En France, par exemple, c’est au nom de cette raison que Charles de Gaulle a lancé son «Je vous ai compris» au peuple algérien. Dans de tels cas, on peut se demander s’il s’agit d’un vrai mensonge. On a le sentiment que l’on a affaire à un discours qui ne relève ni du vrai ni du faux, car il en sort une vérité bonne pour le peuple, dans certains cas. C’est souvent au nom d’une raison supérieure que l’on doit taire ce que l’on sait ou dire le contraire de ce que l’on pense, c’est au nom de l’intérêt commun que l’on doit savoir garder un secret.

 

Faux témoignage
La stratégie de dénégation, lorsque l’homme politique, pris dans des affaires dénoncées par les médias ou qui font l’objet d’une action en justice, nie son implication.
Dans l’hypothèse où il aurait une quelconque responsabilité dans ces affaires, nier revient à mentir en portant ce que l’on appelle un faux témoignage. Mais la stratégie de dénégation vient souvent compléter une stratégie de détournement de la vérité : il y a d’abord détournement, puis, pour le renforcer, recours à la dénégation. Les stratégies employées jouent sur l’impossibilité d’apporter la preuve de l’implication des personnes dans les affaires de corruption. Ces cas sont particulièrement condamnables parce qu’ils touchent le lien de confiance qui s’établit entre les citoyens et leurs représentants, surtout lorsqu’il est fait recours au mensonge d'État non pas pour servir la cause du peuple, mais celle d’une personne ou d’un groupe particulier. Cela s’est produit avec George W. Bush et le mensonge sur les armes de destruction massive afin de justifier la guerre d’Irak et du même coup sa position de pouvoir, et avec José Maria Aznar lors de l’attentat de Madrid en accusant l’ETA et maquillant la piste d’Al-Qaïda afin de favoriser la réélection du Parti populaire. C’est, plus récemment, le cas de Jérôme Cahuzac qui a longtemps nié avoir des comptes en Suisse et en Asie avant de le reconnaître.
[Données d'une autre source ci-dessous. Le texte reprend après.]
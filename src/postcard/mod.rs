//! Postcards exchanged between users.

mod repository;

pub use repository::*;

use chrono::{DateTime, Utc};
use serde::{Deserialize, Serialize};
use uuid::Uuid;

use crate::ownership::Owned;
use crate::user::UserSummary;

#[derive(
    Clone, Copy, Debug, Default, PartialEq, Eq, Serialize, Deserialize, sqlx::Type,
)]
#[serde(rename_all = "lowercase")]
#[sqlx(type_name = "font_style", rename_all = "lowercase")]
pub enum FontStyle {
    #[default]
    Handwritten,
    Modern,
    Vintage,
}

impl FontStyle {
    pub fn as_str(&self) -> &'static str {
        match self {
            FontStyle::Handwritten => "handwritten",
            FontStyle::Modern => "modern",
            FontStyle::Vintage => "vintage",
        }
    }
}

#[derive(
    Clone, Copy, Debug, Default, PartialEq, Eq, Serialize, Deserialize, sqlx::Type,
)]
#[serde(rename_all = "lowercase")]
#[sqlx(type_name = "stamp", rename_all = "lowercase")]
pub enum Stamp {
    #[default]
    Classic,
    Travel,
    /// No stamp at all.
    #[serde(rename = "none")]
    #[sqlx(rename = "none")]
    Blank,
}

impl Stamp {
    pub fn as_str(&self) -> &'static str {
        match self {
            Stamp::Classic => "classic",
            Stamp::Travel => "travel",
            Stamp::Blank => "none",
        }
    }
}

/// Postcard as saved on database.
#[derive(
    Clone, Debug, Default, PartialEq, Serialize, Deserialize, sqlx::FromRow,
)]
#[serde(rename_all = "camelCase")]
pub struct Postcard {
    pub id: Uuid,
    pub message: String,
    pub location: String,
    pub background_image: String,
    pub font_style: FontStyle,
    pub stamp: Stamp,
    pub sender_id: Uuid,
    pub recipient_id: Uuid,
    pub created_at: DateTime<Utc>,
    pub updated_at: DateTime<Utc>,
}

/// Only the sender may delete a postcard.
impl Owned for Postcard {
    const KIND: &'static str = "Postcard";

    fn owner_id(&self) -> Uuid {
        self.sender_id
    }
}

/// A [`Postcard`] with the other party attached.
///
/// Sent postcards carry their `recipient`, received ones their `sender`.
#[derive(Clone, Debug, PartialEq, Serialize)]
pub struct PostcardView {
    #[serde(flatten)]
    pub postcard: Postcard,
    #[serde(skip_serializing_if = "Option::is_none")]
    pub recipient: Option<UserSummary>,
    #[serde(skip_serializing_if = "Option::is_none")]
    pub sender: Option<UserSummary>,
}

#[cfg(test)]
mod tests {
    use super::*;

    #[test]
    fn test_enums_wire_format() {
        assert_eq!(
            serde_json::to_string(&Stamp::Blank).unwrap(),
            "\"none\""
        );
        assert_eq!(
            serde_json::from_str::<Stamp>("\"travel\"").unwrap(),
            Stamp::Travel
        );
        assert!(serde_json::from_str::<Stamp>("\"golden\"").is_err());
        assert_eq!(
            serde_json::from_str::<FontStyle>("\"vintage\"").unwrap(),
            FontStyle::Vintage
        );
        assert_eq!(Stamp::Blank.as_str(), "none");
    }

    #[test]
    fn test_view_flattens_postcard() {
        let view = PostcardView {
            postcard: Postcard {
                message: "Hello".into(),
                ..Default::default()
            },
            recipient: Some(UserSummary {
                username: "bob".into(),
                ..Default::default()
            }),
            sender: None,
        };
        let json = serde_json::to_value(&view).unwrap();

        assert_eq!(json["message"], "Hello");
        assert_eq!(json["fontStyle"], "handwritten");
        assert_eq!(json["recipient"]["username"], "bob");
        assert!(json.get("sender").is_none());
    }
}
La tromperie à des fins de pouvoir personnel ne se justifie pas car elle met en pièces ce qui fonde la démocratie. J. Cahuzac a menti, non seulement au Premier ministre et au chef de l'État (en faisant l’hypothèse que ceux-ci ignoraient les faits), mais, par le biais de la représentation nationale, à tous les citoyens.

Les autres cas peuvent se discuter, et bien des penseurs du politique l’on fait. Car on se trouve ici à la frontière de ce que sont les deux forces qui animent la vie
politique : l’idéalité des fins et la mise en œuvre des moyens pour les atteindre. Perversité du discours politique qui doit entretenir en permanence la coexistence d’une désirabilité sociale et collective sans laquelle il ne peut y avoir de quête d’un bien souverain, et d’un pragmatisme nécessaire à la gestion du pouvoir sans lequel il ne peut y avoir d’avancée vers cette idéalité. Contradiction, et non des moindres, du politique, entre le devoir de vérité et les possibilités de l’action.

Perversité ou mentir vrai, comme l’a dit Louis Aragon, à propos du genre romanesque ? Car entrent ici en collusion une vérité des apparences mise en scène par le discours et une vérité des actions mise en œuvre par des décisions. Dans le discours politique, les deux s’entremêlent en un vrai-semblant sans lequel il n’y aurait pas d’action possible dans l’espace public. C’est peut-être là l’un des fondements de la parole politique.